Dagan Krayl wondered why this one wasn't.
He shifted to get a better view through the half-inch crack in the door. Small, bare room. Concrete floor. Particleboard walls. No windows.
There were stains on the mattress. Old stains, reddish-brown, dark and stiff. Someone's blood.
Not hers.
Not yet.
But whoever had left her here would be back. So she had reason enough to be terrified. Reason enough to scream. Human females cried. And, at times, human males. But not this female.
Both her silence and her odd movements piqued Dagan's curiosity. Her head bobbed like a buoy in choppy water. Up. Down. He could hear the distinct rasp of each breath, more scrape than sob, accompanied by a muted grinding.
What the hell was she doing? From this position, he couldn't tell.
She paused, shifted a bit to one side and rolled her shoulder up against her cheek to push back the long, corkscrew strands of her hair. Then she dipped her head and went back to her task. The grinding resumed, and he realized that she was gnawing at the rope with her teeth, making a play for freedom.
A flicker of interest ignited. It appeared that despite the desperation of her circumstances her spirit was tattered but not crushed.
A fighting spirit.
Something to be admired.
He blinked, startled by the thought. She was none of his concern. He was here to harvest and kill.
But not her.
The prey he sought had a tarnished soul, one smeared with the worst sort of slime, the accumulated malfeasance and malady of a lifetime. Nothing less would satisfy dear old Dad. Sutekh, the Lord of Chaos. He dined only on malevolence and vice. Evil was the delicacy he craved.
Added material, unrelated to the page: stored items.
use std::path::PathBuf;

#[derive(Debug, thiserror::Error)]
pub enum ConfigError {
    #[error("config file not found: {0}")]
    FileNotFound(PathBuf),

    #[error("config parse error: {0}")]
    ParseError(String),

    #[error("config validation error: {0}")]
    ValidationError(String),
}

#[derive(Debug, thiserror::Error)]
pub enum TripdeskError {
    #[error(transparent)]
    Config(#[from] ConfigError),

    #[error(transparent)]
    Io(#[from] std::io::Error),

    #[error("realtime error: {0}")]
    Realtime(String),

    #[error("api error: {0}")]
    Api(String),

    #[error("session error: {0}")]
    Session(String),

    #[error("{0}")]
    Other(String),
}
//! `/trips` endpoints.

use reqwest::Method;

use super::ApiClient;
use crate::error::ApiError;
use crate::types::{MessageResponse, Trip};

impl ApiClient {
    pub async fn list_trips(&self) -> Result<Vec<Trip>, ApiError> {
        self.json(self.request(Method::GET, "/trips")).await
    }

    pub async fn get_trip(&self, id: i32) -> Result<Trip, ApiError> {
        self.json(self.request(Method::GET, &format!("/trips/{id}")))
            .await
    }

    /// Create `trip` under `trip.id`. The server takes the id from the path.
    pub async fn create_trip(&self, trip: &Trip) -> Result<Trip, ApiError> {
        let path = format!("/trips/{}", trip.id);
        self.json(self.request(Method::POST, &path).json(trip)).await
    }

    pub async fn update_trip(&self, trip: &Trip) -> Result<Trip, ApiError> {
        let path = format!("/trips/{}", trip.id);
        self.json(self.request(Method::PUT, &path).json(trip)).await
    }

    pub async fn delete_trip(&self, id: i32) -> Result<MessageResponse, ApiError> {
        self.message(self.request(Method::DELETE, &format!("/trips/{id}")))
            .await
    }

    /// Trips whose attraction name contains `attraction`.
    pub async fn search_by_attraction(&self, attraction: &str) -> Result<Vec<Trip>, ApiError> {
        let request = self
            .request(Method::GET, "/trips/search/attraction")
            .query(&[("attraction", attraction)]);
        self.json(request).await
    }

    /// Trips for `attraction` departing between `start_time` and `end_time`.
    /// Times are passed through in whatever format the server accepts.
    pub async fn search_by_attraction_and_time(
        &self,
        attraction: &str,
        start_time: &str,
        end_time: &str,
    ) -> Result<Vec<Trip>, ApiError> {
        let request = self.request(Method::GET, "/trips/search/time").query(&[
            ("attraction", attraction),
            ("startTime", start_time),
            ("endTime", end_time),
        ]);
        self.json(request).await
    }
}
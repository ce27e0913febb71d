use std::path::PathBuf;

use clap::{Args as ClapArgs, Parser, Subcommand};
use tripdesk_api::Trip;

/// Tripdesk: trip-booking administration from the terminal.
#[derive(Parser, Debug)]
#[command(name = "tripdesk", version, about)]
pub struct Args {
    /// Config file path override.
    #[arg(long, global = true)]
    pub config: Option<PathBuf>,

    /// Log level override (e.g. `debug`, `tripdesk=trace`).
    #[arg(long, global = true)]
    pub log_level: Option<String>,

    #[command(subcommand)]
    pub command: Command,
}

#[derive(Subcommand, Debug, PartialEq)]
pub enum Command {
    /// Log in and remember the session.
    Login {
        username: String,
        #[arg(short, long)]
        password: String,
    },
    /// Forget the stored session.
    Logout,
    /// Show who is logged in.
    Whoami,
    /// Browse and manage trips.
    #[command(subcommand)]
    Trips(TripsCommand),
    /// Manage user accounts (admin only).
    #[command(subcommand)]
    Users(UsersCommand),
    /// Book seats on a trip.
    Reserve {
        trip_id: i32,
        #[arg(long)]
        name: String,
        #[arg(long)]
        phone: String,
        #[arg(long, default_value_t = 1, value_parser = clap::value_parser!(i32).range(1..))]
        tickets: i32,
    },
    /// List reservations for a trip.
    Reservations { trip_id: i32 },
    /// Cancel a reservation.
    Cancel { reservation_id: i32 },
    /// Follow the live update feed until Ctrl-C.
    Watch,
    /// Inspect or create the config file.
    #[command(subcommand)]
    Config(ConfigCommand),
    /// Send one update envelope to other watchers.
    Notify {
        /// Envelope type, e.g. TRIP_UPDATE.
        kind: String,
        /// JSON payload; `null` when omitted.
        #[arg(long)]
        data: Option<String>,
    },
}

#[derive(Subcommand, Debug, PartialEq)]
pub enum TripsCommand {
    List,
    Show {
        id: i32,
    },
    /// Search by attraction, optionally within a departure window.
    Search {
        attraction: String,
        #[arg(long, requires = "to")]
        from: Option<String>,
        #[arg(long, requires = "from")]
        to: Option<String>,
    },
    Create(TripFields),
    Update(TripFields),
    Delete {
        id: i32,
    },
}

/// Every field of a trip; create and update both send the full record.
#[derive(ClapArgs, Debug, Clone, PartialEq)]
pub struct TripFields {
    pub id: i32,
    #[arg(long)]
    pub attraction: String,
    #[arg(long)]
    pub company: String,
    /// Departure time, in the format the server expects.
    #[arg(long)]
    pub departure: String,
    #[arg(long)]
    pub price: f64,
    #[arg(long)]
    pub seats: i32,
}

impl TripFields {
    pub fn into_trip(self) -> Trip {
        Trip {
            id: self.id,
            attraction_name: self.attraction,
            transport_company: self.company,
            departure_time: self.departure,
            price: self.price,
            available_seats: self.seats,
        }
    }
}

#[derive(Subcommand, Debug, PartialEq)]
pub enum UsersCommand {
    List,
    Search {
        username: String,
    },
    Create {
        id: i32,
        username: String,
        #[arg(short, long)]
        password: String,
    },
    Update {
        id: i32,
        username: String,
        #[arg(short, long)]
        password: String,
    },
    Delete {
        id: i32,
    },
}

#[derive(Subcommand, Debug, PartialEq)]
pub enum ConfigCommand {
    /// Print the effective config as JSON.
    Show,
    /// Write a config file filled with defaults.
    Init {
        /// Overwrite an existing file.
        #[arg(long)]
        force: bool,
    },
}

impl Command {
    /// Commands that must run even when no config file exists yet.
    pub fn skips_config_load(&self) -> bool {
        matches!(self, Command::Config(ConfigCommand::Init { .. }))
    }
}

pub fn parse() -> Args {
    Args::parse()
}
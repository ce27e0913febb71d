//! Realtime update feed configuration.

use std::time::Duration;

use serde::{Deserialize, Serialize};

/// Connection and reconnect settings for the realtime feed.
#[derive(Debug, Clone, Serialize, Deserialize)]
#[serde(default)]
pub struct RealtimeConfig {
    /// WebSocket endpoint (`ws://` or `wss://`).
    pub url: String,
    /// Fixed delay between reconnect attempts in milliseconds (valid range: 10-600000).
    pub reconnect_delay_ms: u32,
    /// Retries allowed since the last successful connection (valid range: 0-100).
    pub max_reconnect_attempts: u32,
    /// Handshake timeout in seconds (valid range: 1-120).
    pub connect_timeout_secs: u32,
    /// Send a `*_UPDATE` envelope after a successful mutation made from the CLI.
    pub announce_mutations: bool,
}

impl Default for RealtimeConfig {
    fn default() -> Self {
        Self {
            url: "ws://localhost:8080/ws".into(),
            reconnect_delay_ms: 3000,
            max_reconnect_attempts: 5,
            connect_timeout_secs: 15,
            announce_mutations: false,
        }
    }
}

impl RealtimeConfig {
    pub fn reconnect_delay(&self) -> Duration {
        Duration::from_millis(u64::from(self.reconnect_delay_ms))
    }

    pub fn connect_timeout(&self) -> Duration {
        Duration::from_secs(u64::from(self.connect_timeout_secs))
    }
}
//! Where the config file lives, and seeding it on first run.

use std::path::{Path, PathBuf};

use tracing::info;
use tripdesk_common::ConfigError;

use super::template::default_config_toml;
use crate::toml_writer::write_staged;

/// `<config_dir>/tripdesk/config.toml` for the current platform.
pub fn default_config_path() -> Result<PathBuf, ConfigError> {
    dirs::config_dir()
        .map(|dir| dir.join("tripdesk").join("config.toml"))
        .ok_or_else(|| ConfigError::ParseError("no config directory on this platform".into()))
}

/// Write the commented template to `path`.
pub fn create_default_config(path: &Path) -> Result<(), ConfigError> {
    write_staged(path, default_config_toml().as_bytes())?;
    info!(path = %path.display(), "Wrote default config");
    Ok(())
}
//! Realtime update client for the trip-booking feed.
//!
//! Keeps one WebSocket connection to the update endpoint, reconnects with a
//! fixed delay and a capped attempt count, decodes `{type, data}` envelopes
//! into typed events, and fans each event out to registered listeners.
//! The transport sits behind the [`Connector`] trait; [`WsConnector`] is the
//! `tokio-tungstenite` implementation.

mod client;
mod connection;
pub mod envelope;
mod error;
mod listeners;
mod policy;
mod transport;
mod types;

pub use client::{EventStream, RealtimeClient};
pub use envelope::{Envelope, Inbound};
pub use error::RealtimeError;
pub use listeners::{Handler, Subscription, SubscriptionGroup};
pub use policy::{ReconnectPolicy, DEFAULT_MAX_RECONNECT_ATTEMPTS, DEFAULT_RECONNECT_DELAY};
pub use transport::{Connector, Transport, WsConnector};
pub use types::{
    ClientConfig, ConnectionState, ConnectionStatus, EventName, RealtimeEvent, UnknownEventName,
    DEFAULT_REALTIME_URL,
};
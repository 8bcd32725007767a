//! Bridges the turn controller and the rendering contract.

use std::time::Duration;

use fog_tactics_core::{Event, Faction, UnitId};
use fog_tactics_rendering::{
    ActionMenuPresentation, FrameInput, HitTarget, InspectorPresentation, MenuChoice, Scene,
    SceneHighlight, StatsPanel, UnitPresentation, ACTED_TINT,
};
use fog_tactics_system_turn::{Highlight, TurnController, TurnError, TurnPhase};
use fog_tactics_world::query;
use glam::Vec2;
use tracing::{debug, info};

/// Owns the controller and translates frame input into controller calls.
#[derive(Debug)]
pub(crate) struct SceneDriver {
    controller: TurnController,
}

impl SceneDriver {
    pub(crate) fn new(controller: TurnController) -> Self {
        Self { controller }
    }

    #[cfg(test)]
    pub(crate) fn controller(&self) -> &TurnController {
        &self.controller
    }

    /// Processes one frame of input and refreshes `scene` afterwards.
    pub(crate) fn update(&mut self, dt: Duration, input: FrameInput, scene: &mut Scene) {
        if input.drag_delta != Vec2::ZERO {
            scene.camera.pan(input.drag_delta);
        }
        if input.wheel_delta != 0.0 {
            scene.camera.apply_wheel(input.wheel_delta);
        }

        for unit in self.controller.tick(dt) {
            debug!(unit = %unit, "stats panel hidden");
        }

        let hit = input
            .cursor_world_space
            .and_then(|position| scene.hit_test(position));
        self.track_hover(hit);

        if input.cancel {
            self.controller.cancel();
        }

        match input.menu_choice {
            Some(MenuChoice::Cancel) => self.controller.cancel(),
            Some(MenuChoice::Action(action)) => report(self.controller.choose(action)),
            None => {}
        }

        if input.next_round {
            let report = self.controller.next_round();
            info!(
                round = report.round,
                enemies_acted = report.decisions.len(),
                fallen = ?report.fallen_players(),
                "enemy turn finished"
            );
        }

        if let Some(hit) = hit {
            if input.primary_click {
                self.primary_click(hit);
            }
            if input.secondary_click {
                if let HitTarget::Unit { id, .. } = hit {
                    report(self.controller.toggle_inspector(id));
                }
            }
        }

        for event in self.controller.drain_events() {
            if let Event::RoundAdvanced { round } = event {
                debug!(round, "round label updated");
            }
        }

        self.populate(scene);
    }

    fn track_hover(&mut self, hit: Option<HitTarget>) {
        let hovered = match hit {
            Some(HitTarget::Unit { id, .. }) => Some(id),
            _ => None,
        };
        if hovered == self.controller.hovered() {
            return;
        }
        if let Some(previous) = self.controller.hovered() {
            self.controller.unhover(previous);
        }
        if let Some(unit) = hovered {
            self.controller.hover(unit);
        }
    }

    fn primary_click(&mut self, hit: HitTarget) {
        match (self.controller.phase(), hit) {
            (TurnPhase::SelectingMoveTarget { .. }, hit) => {
                report(self.controller.select_tile(hit.cell()));
            }
            (TurnPhase::SelectingAttackTarget { .. }, HitTarget::Unit { id, .. }) => {
                match self.controller.select_enemy(id) {
                    Ok(outcome) => info!(
                        target = %outcome.target,
                        damage = outcome.damage,
                        health = outcome.target_health_after,
                        died = outcome.died,
                        "attack resolved"
                    ),
                    Err(error) => refused(&error),
                }
            }
            (
                TurnPhase::AwaitingAction | TurnPhase::ActionMenuOpen { .. },
                HitTarget::Unit { id, .. },
            ) => report(self.controller.select_unit(id)),
            (TurnPhase::ActionMenuOpen { .. }, HitTarget::Tile(_)) => self.controller.cancel(),
            _ => {}
        }
    }

    /// Rebuilds every controller-derived part of the scene.
    pub(crate) fn populate(&self, scene: &mut Scene) {
        let world = self.controller.world();

        scene.fog.clear();
        scene.fog.extend(query::fog_view(world).iter());

        scene.highlights = self
            .controller
            .highlights()
            .iter()
            .map(|highlight| match *highlight {
                Highlight::Tile(cell) => SceneHighlight::Tile(cell),
                Highlight::EnemyMarker(unit) => SceneHighlight::Enemy(unit),
            })
            .collect();

        scene.units = query::unit_view(world)
            .iter()
            .map(|snapshot| {
                let mut unit = UnitPresentation::new(snapshot.id, snapshot.faction, snapshot.cell);
                unit.visible = snapshot.visible;
                unit.interactive = self.controller.is_interactive(snapshot.id);
                if snapshot.faction == Faction::Player && snapshot.flags.has_acted {
                    unit.tint = Some(ACTED_TINT);
                }
                if self.controller.stats_visible(snapshot.id) {
                    unit.stats = Some(StatsPanel::from_vitals(&snapshot.vitals));
                }
                unit
            })
            .collect();

        scene.action_menu = self.controller.action_menu().map(|menu| {
            ActionMenuPresentation::new(
                menu.unit,
                menu.anchor,
                menu.entries.iter().map(|entry| (entry.action, entry.enabled)),
            )
        });

        scene.inspector = self
            .controller
            .inspected()
            .and_then(|unit| query::unit(world, unit))
            .map(|snapshot| InspectorPresentation {
                unit: snapshot.id,
                faction: snapshot.faction,
                level: snapshot.vitals.level,
                attributes: snapshot.attributes,
                equipment: snapshot.equipment,
            });

        scene.round = query::round(world);
    }

    /// First player unit, used to centre the camera on start.
    pub(crate) fn first_player(&self) -> Option<UnitId> {
        query::living_units(self.controller.world(), Faction::Player)
            .first()
            .copied()
    }
}

fn report<T>(result: Result<T, TurnError>) {
    if let Err(error) = result {
        refused(&error);
    }
}

fn refused(error: &TurnError) {
    debug!(%error, "request refused");
}

#[cfg(test)]
mod tests {
    use super::SceneDriver;
    use fog_tactics_core::{ActionKind, GameConfig, GridCoord, UnitId};
    use fog_tactics_rendering::{
        Color, FrameInput, MenuChoice, Scene, SceneHighlight, TileGridPresentation,
    };
    use fog_tactics_system_bootstrap::Bootstrap;
    use fog_tactics_system_combat::CombatResolver;
    use fog_tactics_system_turn::{TurnController, TurnPhase, TurnRules};
    use fog_tactics_world::query;
    use glam::Vec2;
    use std::time::Duration;

    fn driver() -> (SceneDriver, Scene) {
        let config = GameConfig {
            enemy_count: 0,
            ..GameConfig::default()
        };
        let rules = TurnRules::from_config(&config);
        let (world, _) = Bootstrap::new(config).build_world();
        let grid = TileGridPresentation::from_tile_grid(
            query::tile_grid(&world),
            Color::from_rgb_u8(0, 0, 0),
        )
        .expect("valid grid");
        let driver = SceneDriver::new(TurnController::new(
            world,
            rules,
            CombatResolver::default(),
        ));
        let mut scene = Scene::new(grid);
        driver.populate(&mut scene);
        (driver, scene)
    }

    fn click(cell: GridCoord) -> FrameInput {
        FrameInput {
            cursor_world_space: Some(Vec2::new(
                cell.column() as f32 * 64.0 + 32.0,
                cell.row() as f32 * 64.0 + 32.0,
            )),
            primary_click: true,
            ..FrameInput::default()
        }
    }

    #[test]
    fn populate_reflects_the_world() {
        let (_, scene) = driver();

        assert_eq!(scene.units.len(), 2);
        assert_eq!(scene.round, 1);
        assert!(!scene.is_fogged(GridCoord::new(20, 20)));
        assert!(scene.is_fogged(GridCoord::new(39, 39)));
        assert!(scene.action_menu.is_none());
    }

    #[test]
    fn clicking_through_a_move_relocates_the_unit() {
        let (mut driver, mut scene) = driver();
        let dt = Duration::from_millis(16);

        driver.update(dt, click(GridCoord::new(20, 20)), &mut scene);
        let menu = scene.action_menu.clone().expect("menu opened");
        assert_eq!(menu.unit, UnitId::new(0));

        driver.update(
            dt,
            FrameInput {
                menu_choice: Some(MenuChoice::Action(ActionKind::Move)),
                ..FrameInput::default()
            },
            &mut scene,
        );
        assert!(scene
            .highlights
            .contains(&SceneHighlight::Tile(GridCoord::new(20, 22))));

        driver.update(dt, click(GridCoord::new(20, 22)), &mut scene);

        let moved = scene.unit(UnitId::new(0)).expect("unit presented");
        assert_eq!(moved.cell, GridCoord::new(20, 22));
        assert!(moved.tint.is_some());
        assert!(!moved.interactive);
        assert!(scene.highlights.is_empty());
        assert_eq!(driver.controller().phase(), TurnPhase::AwaitingAction);
    }

    #[test]
    fn camera_follows_wheel_and_drag() {
        let (mut driver, mut scene) = driver();
        driver.update(
            Duration::ZERO,
            FrameInput {
                wheel_delta: 100.0,
                drag_delta: Vec2::new(9.0, 0.0),
                ..FrameInput::default()
            },
            &mut scene,
        );

        assert!((scene.camera.zoom() - 0.9).abs() < 1e-6);
        assert!((scene.camera.scroll().x + 9.0).abs() < 1e-4);
    }

    #[test]
    fn right_click_toggles_the_inspector() {
        let (mut driver, mut scene) = driver();
        let inspect = FrameInput {
            primary_click: false,
            secondary_click: true,
            ..click(GridCoord::new(20, 20))
        };

        driver.update(Duration::ZERO, inspect.clone(), &mut scene);
        let inspector = scene.inspector.expect("inspector open");
        assert!(inspector.lines().contains(&String::from("ATT: 100")));

        driver.update(Duration::ZERO, inspect, &mut scene);
        assert!(scene.inspector.is_none());
    }

    #[test]
    fn next_round_updates_the_label() {
        let (mut driver, mut scene) = driver();
        driver.update(
            Duration::ZERO,
            FrameInput {
                next_round: true,
                ..FrameInput::default()
            },
            &mut scene,
        );
        assert_eq!(scene.round, 2);
    }

    #[test]
    fn hovering_a_unit_shows_its_stats() {
        let (mut driver, mut scene) = driver();
        let hover = FrameInput {
            primary_click: false,
            ..click(GridCoord::new(0, 0))
        };
        driver.update(Duration::ZERO, hover, &mut scene);

        let unit = scene.unit(UnitId::new(1)).expect("second player");
        assert_eq!(unit.stats.map(|stats| stats.health), Some(100));

        driver.update(Duration::ZERO, FrameInput::default(), &mut scene);
        assert!(scene.unit(UnitId::new(1)).expect("present").stats.is_none());
    }
}
/// Rendering backend capable of presenting Fog Tactics scenes.
pub trait RenderingBackend {
    /// Runs the rendering backend until it is requested to exit.
    ///
    /// The provided `update_scene` closure receives the frame delta and the
    /// input captured by the adapter, and mutates the scene before it is
    /// rendered.
    fn run<F>(self, presentation: Presentation, update_scene: F) -> AnyResult<()>
    where
        F: FnMut(Duration, FrameInput, &mut Scene) + 'static;
}

/// Errors that can occur when constructing rendering descriptors.
#[derive(Debug, PartialEq)]
pub enum RenderingError {
    /// Tiles must have a positive finite side length.
    InvalidTileLength {
        /// Provided length that failed validation.
        tile_length: f32,
    },
}

impl fmt::Display for RenderingError {
    fn fmt(&self, f: &mut fmt::Formatter<'_>) -> fmt::Result {
        match self {
            Self::InvalidTileLength { tile_length } => {
                write!(
                    f,
                    "tile_length must be positive and finite (received {tile_length})"
                )
            }
        }
    }
}

impl Error for RenderingError {}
As a soul reaper, Dagan was tasked with providing it. He was not just any soul reaper, but Sutekh's eldest son. The old man had a small army of soul reapers to harvest for him, but he had only four sons, and he had exacting expectations of his progeny.
He glanced over his shoulder down the narrow, dark corridor. He'd already checked the massive empty space upstairs. Only the underground bowels of the abandoned factory remained unexplored. His prey was here somewhere, and he ought to continue the hunt, not stand here watching the woman.
But something kept him from leaving her and prowling off in search of a darksoul. He knew what it felt like to struggle and strive, to ache for freedom. Be careful what you wish for—wasn't that a common mortal adage? Freedom wasn't always delicious.
Reaching into the back pocket of his faded, torn jeans, he took out a lollipop. The clear plastic wrapper crinkled as he pulled it off. He popped the sucker in his mouth and waited—flavor exploded. Coconut…pineapple. Pi?a colada. Not his favorite. He'd remember that next time.
He folded the cellophane in half, then quarters and shoved it in his pocket, because littering went against his grain, even in this condemned shithole of an abandoned factory in Chicago's far South Side. The clear paper crinkled and crunched in the quiet.
The woman's head jerked up. She must have heard the sound.
She turned her face toward him, blinked a couple of times and then froze. He didn't know if she cold see him, but she definitely heard him. That was a surprise.
A long scratch marked her neck and a fresh bruise darkened her right cheek, swollen and red against the smooth toffee cream of her skin. She'd been roughed up a bit, but she still had her clothes on. Didn't look like she'd been raped. Yet.
Dagan figured she had to count that as a good thing.
She wasn't gagged. Her captor hadn't bothered, either because there was no one around to hear her or because the guy liked to listen to her scream. Only she wasn't. Screaming.
He found that interesting.
Stepping deeper into the room, Dagan lifted his finger to his lips—stay quiet—and reached back to pull the door closed behind him. He wasn't sure why he wanted her quiet. Letting her scream would only bring her captor running, which would save Dagan the trouble of hunting him down. But he wanted a moment with her. One moment.
Why? One moment to do what? He came up with fuck-all for an answer.
Her eyes widened, then narrowed. Beautiful eyes, green and bronze, the shape almond tipped. The color was startling against her dark skin and even darker lashes.
For an instant, he saw only her eyes, tiger fierce. The room disappeared, and he saw only those eyes. They reached inside him, found something he hadn't known he'd lost, hadn't known he had in the first place.
The instant passed, leaving his pulse beating a little harder, his breath coming a little faster. He recognized that the source wasn't mere sexual attraction. It was…something else.